_DATASET EXTRACT_
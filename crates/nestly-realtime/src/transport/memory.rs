//! In-process transport for tests and offline diagnostics.
//!
//! [`MemoryConnector::pair`] returns the client-side connector and a
//! [`MemoryServer`] that receives one [`MemoryPeer`] per accepted connect.

use std::sync::atomic::{AtomicBool, AtomicUsize, Ordering};

use async_trait::async_trait;
use futures::channel::mpsc;
use futures::{FutureExt, SinkExt, StreamExt};
use serde_json::Value;

use nestly_core::error::AppError;

use crate::message::channel::Channel;
use crate::message::serializer::RawFrame;

use super::{ConnectRequest, Connector, TransportPair};

/// Client-side connector backed by in-memory channels.
#[derive(Debug)]
pub struct MemoryConnector {
    peers: mpsc::UnboundedSender<MemoryPeer>,
    refuse: AtomicBool,
    attempts: AtomicUsize,
}

/// Server side: yields a peer for every successful connect.
#[derive(Debug)]
pub struct MemoryServer {
    peers: mpsc::UnboundedReceiver<MemoryPeer>,
}

/// Server end of one in-memory connection.
#[derive(Debug)]
pub struct MemoryPeer {
    request: ConnectRequest,
    to_client: mpsc::UnboundedSender<Result<String, AppError>>,
    from_client: mpsc::UnboundedReceiver<String>,
}

impl MemoryConnector {
    /// Create a connector and the server that accepts its connections.
    pub fn pair() -> (Self, MemoryServer) {
        let (tx, rx) = mpsc::unbounded();
        (
            Self {
                peers: tx,
                refuse: AtomicBool::new(false),
                attempts: AtomicUsize::new(0),
            },
            MemoryServer { peers: rx },
        )
    }

    /// Make subsequent connects fail (simulates an unreachable endpoint).
    pub fn refuse_connections(&self, refuse: bool) {
        self.refuse.store(refuse, Ordering::SeqCst);
    }

    /// Number of connect attempts so far, refused ones included.
    pub fn attempts(&self) -> usize {
        self.attempts.load(Ordering::SeqCst)
    }
}

#[async_trait]
impl Connector for MemoryConnector {
    async fn connect(&self, request: &ConnectRequest) -> Result<TransportPair, AppError> {
        self.attempts.fetch_add(1, Ordering::SeqCst);

        if self.refuse.load(Ordering::SeqCst) {
            return Err(AppError::transport(format!(
                "Connection to '{}' refused",
                request.url
            )));
        }

        let (to_client, client_inbound) = mpsc::unbounded();
        let (client_outbound, from_client) = mpsc::unbounded();

        let peer = MemoryPeer {
            request: request.clone(),
            to_client,
            from_client,
        };
        self.peers
            .unbounded_send(peer)
            .map_err(|_| AppError::transport("In-memory server is gone"))?;

        let sink = client_outbound
            .sink_map_err(|e| AppError::transport(format!("In-memory send failed: {e}")));

        Ok(TransportPair {
            sink: Box::pin(sink),
            stream: client_inbound.boxed(),
        })
    }
}

impl MemoryServer {
    /// Wait for the next connection.
    pub async fn accept(&mut self) -> Option<MemoryPeer> {
        self.peers.next().await
    }

    /// Take a pending connection without waiting.
    pub fn try_accept(&mut self) -> Option<MemoryPeer> {
        self.peers.next().now_or_never().flatten()
    }
}

impl MemoryPeer {
    /// The handshake request the client sent.
    pub fn request(&self) -> &ConnectRequest {
        &self.request
    }

    /// Send an event on a named channel.
    pub fn send_event(&self, channel: &str, data: Value) -> bool {
        let frame = RawFrame {
            event: channel.to_string(),
            data,
        };
        match serde_json::to_string(&frame) {
            Ok(text) => self.send_raw(text),
            Err(_) => false,
        }
    }

    /// Send a heartbeat ping.
    pub fn ping(&self) -> bool {
        self.send_event(Channel::HeartbeatPing.as_str(), Value::Null)
    }

    /// Send an arbitrary text frame.
    pub fn send_raw(&self, text: impl Into<String>) -> bool {
        self.to_client.unbounded_send(Ok(text.into())).is_ok()
    }

    /// Inject a transport error into the client stream.
    pub fn fail(&self, message: &str) -> bool {
        self.to_client
            .unbounded_send(Err(AppError::transport(message.to_string())))
            .is_ok()
    }

    /// Wait for the next frame from the client.
    ///
    /// Returns `None` once the client has closed its side.
    pub async fn next_frame(&mut self) -> Option<RawFrame> {
        loop {
            let text = self.from_client.next().await?;
            if let Ok(frame) = serde_json::from_str(&text) {
                return Some(frame);
            }
        }
    }

    /// Take a frame that is already queued, without waiting.
    pub fn try_next_frame(&mut self) -> Option<RawFrame> {
        let text = self.from_client.next().now_or_never().flatten()?;
        serde_json::from_str(&text).ok()
    }

    /// Close the server side; the client sees end-of-stream.
    pub fn close(self) {
        self.to_client.close_channel();
    }
}
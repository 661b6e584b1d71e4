//! Inbound and outbound realtime event definitions.

use serde::{Deserialize, Serialize};
use serde_json::{Map, Value};

use nestly_core::types::{ConversationId, MessageId, UserId};

use super::channel::Channel;

/// Payload of a `chat/message` event.
///
/// Fields the client does not model are kept in `extra`, so the envelope
/// reaches the sink exactly as the server sent it.
#[derive(Debug, Clone, PartialEq, Serialize, Deserialize)]
#[serde(rename_all = "camelCase")]
pub struct ChatMessageEnvelope {
    /// Sender.
    pub from_user_id: UserId,
    /// Recipient.
    pub to_user_id: UserId,
    /// Conversation the message belongs to.
    pub conversation_id: ConversationId,
    /// Message body, opaque to the realtime layer.
    pub message: Value,
    /// Server-assigned message ID.
    #[serde(default, skip_serializing_if = "Option::is_none")]
    pub message_id: Option<MessageId>,
    /// Server send time, as sent (RFC 3339 string or epoch milliseconds).
    #[serde(default, skip_serializing_if = "Option::is_none")]
    pub sent_at: Option<Value>,
    /// Unmodelled fields.
    #[serde(flatten)]
    pub extra: Map<String, Value>,
}

/// Payload of a `notify/event` event.
#[derive(Debug, Clone, PartialEq, Serialize, Deserialize)]
pub struct NotificationEnvelope {
    /// Notification type tag (e.g. `booking.confirmed`).
    #[serde(rename = "type")]
    pub kind: String,
    /// Type-specific data.
    #[serde(default)]
    pub data: Value,
    /// Unmodelled fields.
    #[serde(flatten)]
    pub extra: Map<String, Value>,
}

/// Payload of the `registration` event.
#[derive(Debug, Clone, PartialEq, Eq, Serialize, Deserialize)]
#[serde(rename_all = "camelCase")]
pub struct RegistrationPayload {
    /// User the connection belongs to.
    pub user_id: UserId,
}

/// Events sent by the server to the client.
#[derive(Debug, Clone, PartialEq)]
pub enum ServerEvent {
    /// Connection acknowledged.
    Connected(Value),
    /// Server is dropping the client.
    Disconnected(Value),
    /// Notification delivery.
    Notification(NotificationEnvelope),
    /// Chat message delivery.
    ChatMessage(ChatMessageEnvelope),
    /// Liveness probe.
    HeartbeatPing,
}

impl ServerEvent {
    /// Channel this event arrived on.
    pub fn channel(&self) -> Channel {
        match self {
            Self::Connected(_) => Channel::Connected,
            Self::Disconnected(_) => Channel::Disconnected,
            Self::Notification(_) => Channel::Notification,
            Self::ChatMessage(_) => Channel::ChatMessage,
            Self::HeartbeatPing => Channel::HeartbeatPing,
        }
    }
}

/// Events sent by the client to the server.
#[derive(Debug, Clone, PartialEq)]
pub enum ClientEvent {
    /// Associates the connection with a user.
    Registration(RegistrationPayload),
    /// Reply to a heartbeat ping.
    HeartbeatPong,
}

impl ClientEvent {
    /// Build a registration event for a user.
    pub fn registration(user_id: &UserId) -> Self {
        Self::Registration(RegistrationPayload {
            user_id: user_id.clone(),
        })
    }

    /// Channel this event is sent on.
    pub fn channel(&self) -> Channel {
        match self {
            Self::Registration(_) => Channel::Registration,
            Self::HeartbeatPong => Channel::HeartbeatPong,
        }
    }
}
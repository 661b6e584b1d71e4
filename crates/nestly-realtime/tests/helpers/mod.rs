//! Shared helpers for realtime integration tests.

#![allow(dead_code)]

use std::sync::{Arc, Mutex};
use std::time::Duration;

use serde_json::{json, Value};

use nestly_core::config::AppConfig;
use nestly_core::types::UserId;
use nestly_realtime::message::types::{ChatMessageEnvelope, NotificationEnvelope};
use nestly_realtime::sink::{ChatSink, NotificationSink};
use nestly_realtime::transport::{MemoryConnector, MemoryPeer, MemoryServer};
use nestly_realtime::RealtimeClient;

/// Upper bound for waits that should resolve immediately.
pub const WAIT: Duration = Duration::from_secs(5);

/// A client wired to an in-memory server.
pub struct TestClient {
    /// Client under test
    pub client: RealtimeClient,
    /// Connector, for attempt counts and refusals
    pub connector: Arc<MemoryConnector>,
    /// Server end accepting connections
    pub server: MemoryServer,
}

impl TestClient {
    /// Create a client with default configuration.
    pub fn new() -> Self {
        Self::with_config(AppConfig::default())
    }

    /// Create a client with custom configuration.
    pub fn with_config(config: AppConfig) -> Self {
        let (connector, server) = MemoryConnector::pair();
        let connector = Arc::new(connector);
        let client = RealtimeClient::with_connector(&config, connector.clone());
        Self {
            client,
            connector,
            server,
        }
    }

    /// Accept the next connection and consume its registration frame.
    pub async fn accept_registered(&mut self) -> MemoryPeer {
        let mut peer = self.server.accept().await.expect("server closed");
        let frame = peer.next_frame().await.expect("no registration frame");
        assert_eq!(frame.event, "registration");
        peer
    }
}

/// Round-trip a heartbeat so every frame sent before it has been dispatched.
pub async fn sync(peer: &mut MemoryPeer) {
    assert!(peer.ping());
    loop {
        let frame = peer.next_frame().await.expect("client closed");
        if frame.event == "heartbeat-pong" {
            return;
        }
    }
}

/// A `chat/message` payload.
pub fn chat_payload(from: &str, to: &str, conversation: &str, text: &str) -> Value {
    json!({
        "fromUserId": from,
        "toUserId": to,
        "conversationId": conversation,
        "message": { "text": text },
    })
}

/// A `notify/event` payload.
pub fn notification_payload(kind: &str) -> Value {
    json!({ "type": kind, "data": { "listingId": "l1" } })
}

/// Parse a user ID.
pub fn user(id: &str) -> UserId {
    UserId::parse(id).unwrap()
}

/// Sink that records every call.
#[derive(Debug, Default)]
pub struct RecordingSink {
    pub messages: Mutex<Vec<ChatMessageEnvelope>>,
    pub notifications: Mutex<Vec<NotificationEnvelope>>,
}

impl RecordingSink {
    pub fn message_count(&self) -> usize {
        self.messages.lock().unwrap().len()
    }

    pub fn notification_count(&self) -> usize {
        self.notifications.lock().unwrap().len()
    }
}

impl ChatSink for RecordingSink {
    fn ingest_message(&self, envelope: ChatMessageEnvelope) {
        self.messages.lock().unwrap().push(envelope);
    }
}

impl NotificationSink for RecordingSink {
    fn ingest_notification(&self, envelope: NotificationEnvelope) {
        self.notifications.lock().unwrap().push(envelope);
    }
}
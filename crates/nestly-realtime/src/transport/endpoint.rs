//! Realtime endpoint URL construction.

use nestly_core::error::AppError;

/// Build the WebSocket URL for a base endpoint and realtime path.
///
/// `http` maps to `ws` and `https` to `wss`; `ws`/`wss` pass through.
pub fn websocket_url(endpoint: &str, path: &str) -> Result<String, AppError> {
    let endpoint = endpoint.trim().trim_end_matches('/');

    let (scheme, rest) = endpoint
        .split_once("://")
        .ok_or_else(|| AppError::configuration(format!("Endpoint '{endpoint}' has no scheme")))?;

    let ws_scheme = match scheme.to_ascii_lowercase().as_str() {
        "http" | "ws" => "ws",
        "https" | "wss" => "wss",
        other => {
            return Err(AppError::configuration(format!(
                "Unsupported endpoint scheme '{other}'"
            )));
        }
    };

    if rest.is_empty() || rest.starts_with('/') {
        return Err(AppError::configuration(format!(
            "Endpoint '{endpoint}' has no host"
        )));
    }

    let path = if path.starts_with('/') {
        path.to_string()
    } else {
        format!("/{path}")
    };

    Ok(format!("{ws_scheme}://{rest}{path}"))
}
//! Session facade: realtime activity scoped to one signed-in user.

use std::sync::Arc;

use tracing::{debug, info};

use nestly_core::error::AppError;
use nestly_core::types::UserId;

use crate::connection::manager::ConnectionManager;
use crate::handler::{mount_handlers, HandlerFactory};
use crate::health::{HealthMonitor, MonitorStats};

/// Handlers and health monitor for one user, alive until deactivated or
/// dropped.
#[derive(Debug)]
pub struct RealtimeSession {
    monitor: HealthMonitor,
}

impl RealtimeSession {
    /// Mount `factories` for `user_id` and start the health monitor.
    ///
    /// A blank `user_id` means nobody is signed in: `Ok(None)` is returned
    /// without opening a connection or arming a timer. A handler that fails
    /// to attach fails the activation.
    pub fn activate(
        manager: Arc<ConnectionManager>,
        user_id: &str,
        factories: Vec<Arc<dyn HandlerFactory>>,
    ) -> Result<Option<Self>, AppError> {
        if user_id.trim().is_empty() {
            debug!("No signed-in user, realtime stays idle");
            return Ok(None);
        }
        let user_id = UserId::parse(user_id)?;

        let mounted = mount_handlers(&manager, &user_id, &factories)?;
        info!(
            user_id = %user_id,
            conn_id = %mounted.connection_id(),
            handlers = mounted.len(),
            "Realtime session activated"
        );

        let config = manager.config().clone();
        let monitor = HealthMonitor::start(manager, user_id, factories, mounted, &config);
        Ok(Some(Self { monitor }))
    }

    /// User this session belongs to.
    pub fn user_id(&self) -> &UserId {
        self.monitor.user_id()
    }

    /// Health monitor counters.
    pub fn monitor_stats(&self) -> MonitorStats {
        self.monitor.stats()
    }

    /// Stop the monitor and detach every handler.
    ///
    /// The connection itself stays open; closing it is a logout concern.
    pub async fn deactivate(self) {
        let user_id = self.monitor.user_id().clone();
        self.monitor.shutdown().await;
        info!(user_id = %user_id, "Realtime session deactivated");
    }
}

#[cfg(test)]
mod tests {
    use super::*;
    use crate::metrics::RealtimeMetrics;
    use crate::transport::MemoryConnector;
    use nestly_core::config::RealtimeConfig;

    #[derive(Debug)]
    struct Failing;

    impl HandlerFactory for Failing {
        fn name(&self) -> &'static str {
            "failing"
        }

        fn attach(
            &self,
            _connection: &Arc<crate::connection::handle::Connection>,
        ) -> Result<Option<crate::handler::Disposer>, AppError> {
            Err(AppError::handler("cannot attach"))
        }
    }

    fn manager() -> (Arc<ConnectionManager>, Arc<MemoryConnector>) {
        let (connector, _server) = MemoryConnector::pair();
        let connector = Arc::new(connector);
        let manager = Arc::new(ConnectionManager::new(
            RealtimeConfig::default(),
            connector.clone(),
            Arc::new(RealtimeMetrics::new()),
        ));
        (manager, connector)
    }

    #[tokio::test]
    async fn test_blank_user_is_a_no_op() {
        let (manager, connector) = manager();
        for id in ["", "   "] {
            let session = RealtimeSession::activate(Arc::clone(&manager), id, Vec::new()).unwrap();
            assert!(session.is_none());
        }
        assert!(manager.current().is_none());
        assert_eq!(connector.attempts(), 0);
    }

    #[tokio::test]
    async fn test_attach_failure_propagates() {
        let (manager, _) = manager();
        let err = RealtimeSession::activate(manager, "u1", vec![Arc::new(Failing)]).unwrap_err();
        assert_eq!(err.message, "cannot attach");
    }

    #[tokio::test]
    async fn test_activate_then_deactivate() {
        let (manager, _) = manager();
        let session = RealtimeSession::activate(Arc::clone(&manager), "u1", Vec::new())
            .unwrap()
            .unwrap();
        assert_eq!(session.user_id().as_str(), "u1");
        assert_eq!(session.monitor_stats().checks, 0);
        assert!(manager.current().is_some());

        session.deactivate().await;
        assert!(manager.current().is_some());
    }
}
//! Health monitor: periodic liveness check that rebuilds the connection
//! and re-mounts handlers when it has dropped.

pub mod backoff;
pub mod monitor;

pub use backoff::{CheckOutcome, CheckSchedule};
pub use monitor::{HealthMonitor, MonitorStats};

_EXERCISE BRIEF_
Among the lines of the data, identify those with the word "waiting". Copy each of them.

_EXPECTED ANSWER_
    /// Take a pending connection without waiting.
    /// Take a frame that is already queued, without waiting.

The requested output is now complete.